可怎么,郭非却觉得这场黎明雨下得有点伤感。


三十七、
“裴照,准备上路吧。”青灯姑重临于他的面前。
裴照默许,静静地仰视着她。
“陈楚云呢?”
“刚刚被我的同事带走了,她要去地府投胎,而你,要去地狱受刑。”青灯姑向他展示了一下手中嘡嘡作响的巨型镣铐。
他扯扯僵硬的嘴角,表示了解。
裴照微微有些知觉,自己应该还没死透。

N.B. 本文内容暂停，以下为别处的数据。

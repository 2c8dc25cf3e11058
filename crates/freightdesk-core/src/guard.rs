//! Navigation guard: decides whether a visited URL renders or redirects.
//!
//! The decision is pure: a function of the parsed intent and the current
//! session snapshot, no I/O. Redirect targets are chosen so that
//! re-evaluating the target under the same session always renders, which
//! makes every navigation settle in at most one hop.

use tracing::{debug, error};
use url::form_urlencoded;

use crate::routes::{self, DEFAULT_LANDING, Route};
use crate::session::AuthSession;

/// Query parameter carrying the originally requested path through login.
pub const RETURN_URL_PARAM: &str = "url";

/// Hop limit for [`settle`]. The decision table settles in one hop;
/// reaching this cap means a regression in the table, not a real flow.
const MAX_HOPS: usize = 8;

/// A visited URL, split into the pieces the guard cares about.
#[derive(Debug, Clone, PartialEq, Eq)]
pub struct NavigationIntent {
    path: String,
    return_url: Option<String>,
}

impl NavigationIntent {
    /// Parse a visited URL (path plus optional query string).
    ///
    /// The return URL is taken from the `url` query parameter of the URL
    /// actually visited, percent-decoded. An empty value counts as absent.
    pub fn from_location(location: &str) -> Self {
        let (path, query) = match location.split_once('?') {
            Some((path, query)) => (path, Some(query)),
            None => (location, None),
        };
        let return_url = query
            .and_then(|q| {
                form_urlencoded::parse(q.as_bytes())
                    .find(|(key, _)| key == RETURN_URL_PARAM)
                    .map(|(_, value)| value.into_owned())
            })
            .filter(|value| !value.is_empty());
        Self {
            path: path.to_owned(),
            return_url,
        }
    }

    /// The path component, without the query string.
    pub fn path(&self) -> &str {
        &self.path
    }

    /// The decoded `url` parameter, if present and non-empty.
    pub fn return_url(&self) -> Option<&str> {
        self.return_url.as_deref()
    }

    /// Whether the path requires an authenticated session.
    pub fn is_protected(&self) -> bool {
        routes::is_protected(&self.path)
    }
}

/// What the guard decided for a navigation.
#[derive(Debug, Clone, PartialEq, Eq)]
pub enum GuardDecision {
    /// Let the requested path render.
    Render,
    /// Navigate to this target instead.
    Redirect(String),
}

/// Evaluate one navigation against the session snapshot.
///
/// Checked in priority order, first match wins:
/// signed out on a protected path bounces to login carrying the requested
/// path; signed out on a public path renders; signed in on a public path
/// bounces into the app (honoring a protected return URL); signed in on
/// a protected path renders.
pub fn evaluate(intent: &NavigationIntent, session: &AuthSession) -> GuardDecision {
    let decision = match (session.is_authenticated, intent.is_protected()) {
        (false, true) => GuardDecision::Redirect(login_redirect(intent.path())),
        (false, false) => GuardDecision::Render,
        (true, false) => {
            let target = intent
                .return_url()
                .filter(|candidate| routes::is_protected(candidate))
                .map_or_else(|| DEFAULT_LANDING.resolve(&[]), str::to_owned);
            GuardDecision::Redirect(target)
        }
        (true, true) => GuardDecision::Render,
    };
    debug!(path = intent.path(), ?decision, "guard evaluated");
    decision
}

/// The login URL carrying `requested` in the return-URL parameter,
/// percent-encoded.
pub fn login_redirect(requested: &str) -> String {
    let query: String = form_urlencoded::Serializer::new(String::new())
        .append_pair(RETURN_URL_PARAM, requested)
        .finish();
    format!("{}?{query}", Route::Login.resolve(&[]))
}

/// Something that can act on redirect targets (a browser shim, a trace
/// collector, a headless driver).
pub trait Navigator {
    fn navigate(&mut self, target: &str);
}

/// Collects visited targets; enough for traces and tests.
impl Navigator for Vec<String> {
    fn navigate(&mut self, target: &str) {
        self.push(target.to_owned());
    }
}

/// Drive [`evaluate`] to a fixed point from `start`, invoking the
/// navigator for every hop. Returns the URL that finally renders.
pub fn settle(start: &str, session: &AuthSession, navigator: &mut dyn Navigator) -> String {
    let mut current = start.to_owned();
    for _ in 0..MAX_HOPS {
        let intent = NavigationIntent::from_location(&current);
        match evaluate(&intent, session) {
            GuardDecision::Render => return current,
            GuardDecision::Redirect(target) => {
                debug!("redirecting {current} -> {target}");
                navigator.navigate(&target);
                current = target;
            }
        }
    }
    error!("navigation did not settle after {MAX_HOPS} hops, staying at {current}");
    current
}

#[cfg(test)]
mod tests {
    use super::*;
    use crate::session::AuthUser;

    fn signed_in() -> AuthSession {
        AuthSession::signed_in(AuthUser {
            id: 7,
            email: "ada@freight.example".to_owned(),
            name: "Ada Lovelace".to_owned(),
            role: "ops-manager".to_owned(),
        })
    }

    fn signed_out() -> AuthSession {
        AuthSession::default()
    }

    #[test]
    fn signed_out_protected_path_redirects_to_login_with_return_url() {
        let intent = NavigationIntent::from_location("/app/operations/55/edit");
        assert_eq!(
            evaluate(&intent, &signed_out()),
            GuardDecision::Redirect("/auth/login?url=%2Fapp%2Foperations%2F55%2Fedit".to_owned())
        );
    }

    #[test]
    fn signed_out_public_path_renders() {
        let intent = NavigationIntent::from_location("/auth/login");
        assert_eq!(evaluate(&intent, &signed_out()), GuardDecision::Render);
    }

    #[test]
    fn signed_in_public_path_redirects_to_default_landing() {
        let intent = NavigationIntent::from_location("/auth/login");
        assert_eq!(
            evaluate(&intent, &signed_in()),
            GuardDecision::Redirect("/app/operations".to_owned())
        );
    }

    #[test]
    fn signed_in_public_path_honors_protected_return_url() {
        let intent =
            NavigationIntent::from_location("/auth/login?url=%2Fapp%2Foperations%2F55%2Fedit");
        assert_eq!(
            evaluate(&intent, &signed_in()),
            GuardDecision::Redirect("/app/operations/55/edit".to_owned())
        );
    }

    #[test]
    fn signed_in_public_path_discards_unprotected_return_url() {
        for location in [
            "/auth/login?url=%2Fauth%2Flogin",
            "/auth/login?url=%2Fapplication",
            "/auth/login?url=",
            "/auth/login",
        ] {
            let intent = NavigationIntent::from_location(location);
            assert_eq!(
                evaluate(&intent, &signed_in()),
                GuardDecision::Redirect("/app/operations".to_owned()),
                "{location}"
            );
        }
    }

    #[test]
    fn signed_in_protected_path_renders() {
        let intent = NavigationIntent::from_location("/app/carriers/12/edit");
        assert_eq!(evaluate(&intent, &signed_in()), GuardDecision::Render);
    }

    #[test]
    fn prefix_lookalike_path_is_public() {
        let intent = NavigationIntent::from_location("/application");
        assert_eq!(evaluate(&intent, &signed_out()), GuardDecision::Render);
    }

    #[test]
    fn return_url_is_read_from_the_visited_query() {
        let intent = NavigationIntent::from_location("/auth/login?other=1&url=%2Fapp%2Fclients");
        assert_eq!(intent.path(), "/auth/login");
        assert_eq!(intent.return_url(), Some("/app/clients"));
    }

    #[test]
    fn every_redirect_settles_in_one_hop() {
        let cases = [
            ("/app/operations/55/edit", signed_out()),
            ("/auth/login", signed_in()),
            ("/auth/login?url=%2Fapp%2Fpartners", signed_in()),
        ];
        for (start, session) in cases {
            let mut hops: Vec<String> = Vec::new();
            let settled = settle(start, &session, &mut hops);
            assert_eq!(hops.len(), 1, "{start} took {hops:?}");
            assert_eq!(settled, hops[0]);
            let intent = NavigationIntent::from_location(&settled);
            assert_eq!(evaluate(&intent, &session), GuardDecision::Render, "{start}");
        }
    }

    #[test]
    fn rendering_paths_settle_without_hops() {
        let mut hops: Vec<String> = Vec::new();
        let settled = settle("/app/operations", &signed_in(), &mut hops);
        assert_eq!(settled, "/app/operations");
        assert!(hops.is_empty());
    }

    #[test]
    fn login_round_trip_preserves_the_requested_path() {
        let requested = "/app/operations/55/edit";

        // Signed out: bounced to login, requested path encoded in the query.
        let login_url = match evaluate(
            &NavigationIntent::from_location(requested),
            &signed_out(),
        ) {
            GuardDecision::Redirect(target) => target,
            GuardDecision::Render => panic!("expected redirect"),
        };
        assert_eq!(login_url, "/auth/login?url=%2Fapp%2Foperations%2F55%2Fedit");

        // After signing in on that same URL: bounced straight back.
        assert_eq!(
            evaluate(&NavigationIntent::from_location(&login_url), &signed_in()),
            GuardDecision::Redirect(requested.to_owned())
        );
    }
}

郭非命人把他的尸身扔到了乱葬岗,他颇为懊恼,因为那抬人的家伙实在是太粗心,把烟斗给弄丢了。
“你清楚自己想要什么吗?”
“我?”
“我……只想好好活。”
裴照开心地笑了,不是因为死亡的解脱。
他喜出望外地发现,自己的脸刚好贴上了二丫的掌心。